Прочитав синопсис первого романа Броха – трилогии “Лунатики”, – Музиль кисло заметил: “Думается, между нашими с Брохом намерениями есть точки соприкосновения, а в некоторых подробностях подобие представляется весьма масштабным”. Элиас Канетти, будущий нобелевский лауреат по литературе, а тогда – никому не известный венский студент-химик, подтверждал, что Музиль считал трилогию Броха “копией собственного начинания, которое занимало его десятилетиями, и то, что Брох, едва приступив к книге, уже закончил ее, вызывало у Музиля глубочайшее недоверие”.

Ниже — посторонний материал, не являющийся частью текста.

//! Duration text parsing.
//!
//! Accepts a sequence of decimal numbers, each with an optional fraction
//! and a mandatory unit suffix, such as `"300ms"`, `"1.5h"` or `"2h45m"`.
//! Valid units are `ns`, `us` (or `µs`/`μs`), `ms`, `s`, `m` and `h`. The
//! bare text `"0"` is also accepted. Negative durations cannot be
//! represented by [`Duration`] and are rejected.

use std::time::Duration;

use thiserror::Error as ThisError;

const NANOS_PER_MICRO: u128 = 1_000;
const NANOS_PER_MILLI: u128 = 1_000_000;
const NANOS_PER_SEC: u128 = 1_000_000_000;

/// Why a duration text could not be parsed.
#[derive(Clone, Debug, ThisError, PartialEq, Eq)]
pub enum DurationError {
    /// The text is empty or only a sign.
    #[error("invalid duration '{0}'")]
    Invalid(String),

    /// The text has a leading `-`.
    #[error("negative duration '{0}'")]
    Negative(String),

    /// A number without a unit.
    #[error("missing unit in duration '{0}'")]
    MissingUnit(String),

    /// A unit that is not recognized.
    #[error("unknown unit '{unit}' in duration '{text}'")]
    UnknownUnit {
        /// The offending unit.
        unit: String,
        /// The full text.
        text: String,
    },

    /// The value does not fit in 64 bits of nanoseconds.
    #[error("duration '{0}' out of range")]
    Overflow(String),
}

fn unit_nanos(unit: &str) -> Option<u128> {
    match unit {
        "ns" => Some(1),
        "us" | "\u{b5}s" | "\u{3bc}s" => Some(NANOS_PER_MICRO),
        "ms" => Some(NANOS_PER_MILLI),
        "s" => Some(NANOS_PER_SEC),
        "m" => Some(60 * NANOS_PER_SEC),
        "h" => Some(3600 * NANOS_PER_SEC),
        _ => None,
    }
}

/// Parses a duration with unit suffixes.
///
/// # Errors
///
/// Returns a [`DurationError`] describing the first problem found.
///
/// # Example
///
/// ```rust
/// use std::time::Duration;
/// use paramstore::duration::parse_duration;
///
/// assert_eq!(parse_duration("3600s").unwrap(), Duration::from_secs(3600));
/// assert_eq!(parse_duration("1m30.5s").unwrap(), Duration::from_millis(90_500));
/// ```
pub fn parse_duration(text: &str) -> Result<Duration, DurationError> {
    let invalid = || DurationError::Invalid(text.to_string());

    let mut rest = text;
    if let Some(stripped) = rest.strip_prefix('-') {
        if stripped.is_empty() {
            return Err(invalid());
        }
        return Err(DurationError::Negative(text.to_string()));
    }
    rest = rest.strip_prefix('+').unwrap_or(rest);

    if rest == "0" {
        return Ok(Duration::ZERO);
    }
    if rest.is_empty() {
        return Err(invalid());
    }

    let mut total: u128 = 0;

    while !rest.is_empty() {
        let int_len = rest.find(|c: char| !c.is_ascii_digit()).unwrap_or(rest.len());
        let (int_digits, after) = rest.split_at(int_len);

        let (frac_digits, after) = match after.strip_prefix('.') {
            Some(frac) => {
                let frac_len = frac.find(|c: char| !c.is_ascii_digit()).unwrap_or(frac.len());
                frac.split_at(frac_len)
            }
            None => ("", after),
        };

        if int_digits.is_empty() && frac_digits.is_empty() {
            return Err(invalid());
        }

        let unit_len = after
            .find(|c: char| c == '.' || c.is_ascii_digit())
            .unwrap_or(after.len());
        let (unit, after) = after.split_at(unit_len);

        if unit.is_empty() {
            return Err(DurationError::MissingUnit(text.to_string()));
        }
        let scale = unit_nanos(unit).ok_or_else(|| DurationError::UnknownUnit {
            unit: unit.to_string(),
            text: text.to_string(),
        })?;

        let overflow = || DurationError::Overflow(text.to_string());

        let whole: u128 = if int_digits.is_empty() {
            0
        } else {
            int_digits.parse().map_err(|_| overflow())?
        };
        let mut nanos = whole.checked_mul(scale).ok_or_else(overflow)?;

        if !frac_digits.is_empty() {
            // Digits past nanosecond precision cannot change the result.
            let kept = &frac_digits[..frac_digits.len().min(18)];
            let numerator: u128 = kept.parse().map_err(|_| invalid())?;
            let denominator = 10u128.pow(u32::try_from(kept.len()).map_err(|_| invalid())?);
            nanos = nanos
                .checked_add(numerator * scale / denominator)
                .ok_or_else(overflow)?;
        }

        total = total.checked_add(nanos).ok_or_else(overflow)?;
        if total > u128::from(u64::MAX) {
            return Err(overflow());
        }

        rest = after;
    }

    let nanos = u64::try_from(total).map_err(|_| DurationError::Overflow(text.to_string()))?;

    Ok(Duration::from_nanos(nanos))
}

Брох не дал себя обескуражить и продолжил хозяйничать на территории Музиля. Главным героем его следующего романа стал математик, недавно получивший докторскую степень, в точности как “Человек без свойств” Музиля. И пока Музиль мучился со вторым томом своего шедевра, Брох успел закончить “Неизвестную величину” в один присест. На эту “попытку написать что-нибудь популярное” у него ушло всего несколько месяцев – с июля по ноябрь 1933 года. А заодно он еще и набросал по своему роману сценарий для Paramount Pictures, правда, к его огорчению, в Голливуде им не заинтересовались.
В последующие годы, когда политическое безумие масс все нарастало, Брох писал эссе, драмы, радиопостановки, фрагменты романов и даже резолюции для Лиги Наций. В 1938 году, когда произошел аншлюс, Броха на три недели заключили в тюрьму в Бад-Аусзе – в идиллическом центре того, что в мгновение ока перестало быть Австрией. А затем Брох сумел эмигрировать в Соединенные Штаты через Шотландию.
На пароходе, плывшем через Атлантику, Брох заметил смутно знакомое лицо – молодого математика Густава Бергмана (1906–1987), в 1927–1931 годах бывшего младшим членом Венского кружка. Попутчики-эмигранты подружились на всю жизнь. Помимо бесед с писателем, который сейчас выглядел особенно солидно – с трубкой и в двубортном пальто, – у Бергмана во время плавания было и другое занятие: Отто Нейрат поручил ему написать статью с воспоминаниями о Венском кружке. К 1938 году кружок уже остался в прошлом.